ドイツ当局、FacebookにWhatsAppユーザーデータの収集停止を命令
ドイツの規制当局が、Facebookに対して同国内のWhatsAppユーザーからのデータ収集を3ヶ月間停止するよう命じました。この決定は、WhatsAppの新しいプライバシーポリシーの導入を受けて下されたものです。
ドイツ、FacebookによるWhatsAppデータ収集を禁止
今回のFacebookに対する新たな措置を主導したのは、ハンブルク・データ保護・情報自由局長のヨハネス・カスパー(Johannes Caspar)氏です。同局は、WhatsAppの新しいプライバシーポリシーにおいて、ユーザーに追加のデータ収集を強制的に受け入れさせることは違法であるとの判断を下しました。
カスパー氏は、新しいWhatsAppプライバシーポリシーについて「範囲が広すぎる」「一貫性がない」「透明性に欠ける」と批判し、新ポリシーに基づくFacebookによるデータ収集に対し、3ヶ月間の緊急禁止措置を求めました。これにより、FacebookはビジネスアカウントとのWhatsApp会話から一切の情報を収集できなくなります。これこそが、新プライバシーポリシーが導入しようとしていた変更点です。
この禁止措置を受けて、カスパー氏はEU各国のデータ保護規制当局によるパネルにも対応を要請しており、EU全体に適用される裁定の発出を目指しています。これが実現すれば、FacebookはEU加盟27カ国すべてにおいて、新プライバシーポリシーに基づくWhatsAppデータの収集が不可能になります。
Facebookがこの措置にどう対抗するかは現時点で不明ですが、EUにおける新プライバシーポリシーの展開を停止せざるを得ない可能性が高いとみられています。唯一の代替案はEU市場からの事業撤退ですが、Facebookがその選択をする可能性は極めて低いでしょう。
ブルームバーグへの声明の中で、カスパー氏は次のように述べています。
「この命令は、ドイツ全国で利用規約に同意している何百万人ものユーザーの権利と自由を守ることを目的としています。

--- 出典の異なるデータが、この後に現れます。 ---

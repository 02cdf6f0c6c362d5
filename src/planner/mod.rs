//! Export planning module
//!
//! Turns a project's keep segments into an ordered list of ffmpeg jobs plus
//! the manifest of temporary files the orchestrator must clean up.

use std::path::PathBuf;

use serde::{Deserialize, Serialize};

use crate::config::{EncodeSettings, ToolPaths};
use crate::domain::model::TimeRange;

pub mod strategy;

pub use strategy::PlanBuilder;

/// Unified geometry and frame rate shared by every transcoded segment
#[derive(Debug, Clone, Copy, PartialEq, Eq, Serialize, Deserialize)]
pub struct TargetFormat {
    /// Target width in pixels
    pub width: u32,
    /// Target height in pixels
    pub height: u32,
    /// Target frame rate
    pub fps: u32,
}

impl TargetFormat {
    /// Video filter chain: scale to fit, pad centered, normalize SAR and
    /// pixel format, resample to the target frame rate
    pub fn filter_chain(&self) -> String {
        format!(
            "scale={w}:{h}:force_original_aspect_ratio=decrease,\
             pad={w}:{h}:(ow-iw)/2:(oh-ih)/2,setsar=1,format=yuv420p,fps={fps}",
            w = self.width,
            h = self.height,
            fps = self.fps
        )
    }
}

/// What a single export job does
#[derive(Debug, Clone, Serialize, Deserialize)]
pub enum JobKind {
    /// Lossless stream-copy extraction of one keep segment
    CopyExtract,
    /// Re-encoding extraction normalizing geometry, frame rate, and codecs
    TranscodeExtract {
        /// Shared target parameters
        target: TargetFormat,
    },
    /// Lossless concatenation of the finished segments via the concat demuxer
    Concat,
}

/// One externally-executed step of an export.
///
/// A typed descriptor rather than a rendered command line, so planning stays
/// testable without ffmpeg; `render` produces the argument vector at
/// invocation time.
#[derive(Debug, Clone, Serialize, Deserialize)]
pub struct ExportJob {
    pub kind: JobKind,
    /// Source video for extractions, concat list file for concatenation
    pub input: PathBuf,
    /// Temporary segment file for extractions, final destination for concat
    pub output: PathBuf,
    /// Source window for extractions
    pub window: Option<TimeRange>,
    /// Progress weight: kept seconds for extractions, nominal 1.0 for concat
    pub weight: f64,
}

impl ExportJob {
    /// Render the full command line (program first) for this job
    pub fn render(&self, tools: &ToolPaths, encode: &EncodeSettings) -> Vec<String> {
        let mut args: Vec<String> = vec![
            tools.ffmpeg.clone(),
            "-y".into(),
            "-hide_banner".into(),
            "-loglevel".into(),
            "error".into(),
        ];

        if let Some(window) = &self.window {
            args.push("-ss".into());
            args.push(window.start.to_string());
            args.push("-to".into());
            args.push(window.end.to_string());
        }

        match &self.kind {
            JobKind::CopyExtract => {
                args.push("-i".into());
                args.push(self.input.to_string_lossy().into_owned());
                args.push("-c".into());
                args.push("copy".into());
            }
            JobKind::TranscodeExtract { target } => {
                args.push("-i".into());
                args.push(self.input.to_string_lossy().into_owned());
                args.push("-vf".into());
                args.push(target.filter_chain());
                args.push("-c:v".into());
                args.push(encode.video_codec.clone());
                args.push("-preset".into());
                args.push(encode.preset.clone());
                args.push("-crf".into());
                args.push(encode.crf.to_string());
                if let Some(threads) = encode.threads {
                    args.push("-threads".into());
                    args.push(threads.to_string());
                }
                args.push("-c:a".into());
                args.push(encode.audio_codec.clone());
                args.push("-ar".into());
                args.push(encode.audio_rate.to_string());
                args.push("-ac".into());
                args.push(encode.audio_channels.to_string());
                args.push("-b:a".into());
                args.push(encode.audio_bitrate.clone());
            }
            JobKind::Concat => {
                args.push("-f".into());
                args.push("concat".into());
                args.push("-safe".into());
                args.push("0".into());
                args.push("-i".into());
                args.push(self.input.to_string_lossy().into_owned());
                args.push("-c".into());
                args.push("copy".into());
            }
        }

        args.push(self.output.to_string_lossy().into_owned());
        args
    }
}

/// The complete plan for one export request
#[derive(Debug, Clone)]
pub struct ExportPlan {
    /// Jobs in execution order; the concat job is always last
    pub jobs: Vec<ExportJob>,
    /// Working directory exclusively owned by this export
    pub work_dir: PathBuf,
    /// Temporary per-segment outputs, in concatenation order
    pub segment_outputs: Vec<PathBuf>,
    /// Concat demuxer list file
    pub list_file: PathBuf,
    /// Final destination
    pub destination: PathBuf,
}

impl ExportPlan {
    /// Every temporary file the orchestrator must remove afterwards
    pub fn cleanup_paths(&self) -> Vec<PathBuf> {
        let mut paths = self.segment_outputs.clone();
        paths.push(self.list_file.clone());
        paths
    }

    /// Sum of job weights, for progress normalization
    pub fn total_weight(&self) -> f64 {
        self.jobs.iter().map(|job| job.weight).sum()
    }
}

私たちは、こうしたブラックボックス的な手続きに伴う損害や不利益を防止しなければなりません。」
Facebookの今後の行方は?
Facebookはすでに、オンライン上の大きな反発を受けて、WhatsAppの新プライバシーポリシーの導入を一度延期しています。ポリシーが再び疑問視されている状況を踏まえれば、Facebookにとって新プライバシーポリシーを抜本的に見直すことが賢明な選択となるかもしれません。
一方、WhatsAppはメールでの声明の中で、カスパー氏の主張を「誤り」と一蹴し、この禁止措置によって新プライバシーポリシーの導入が止まることはないと明言しました。さらに同社は、ドイツ規制当局が取っている措置は、新ポリシーの目的に対する「根本的な誤解」に基づくものであると主張しています。
新しいWhatsAppプライバシーポリシーは5月15日に発効予定です。この日以降、新ポリシーを受け入れないユーザーはアプリ内の一部機能が制限されます。さらに、ポリシーを拒否したまま120日間アカウントが非アクティブの状態が続くと、アカウント自体が削除される仕組みです。
今、世界中がFacebookを標的に
現在、Facebookの動きは各方面から阻止されています。同社は子ども向けInstagram(Instagram for Kids)の計画中止を求められており、インド政府は新しいWhatsAppポリシーについて調査を進めています。さらにAppleは、Facebookの広告トラッキング機能に対して強硬な姿勢で臨んでいます。
あらゆる方面から批判が集中する状況の中、ソーシャルネットワーク大手のFacebookは、さらなる評判被害(PR災害)を回避するため、慎重な対応が求められているのです。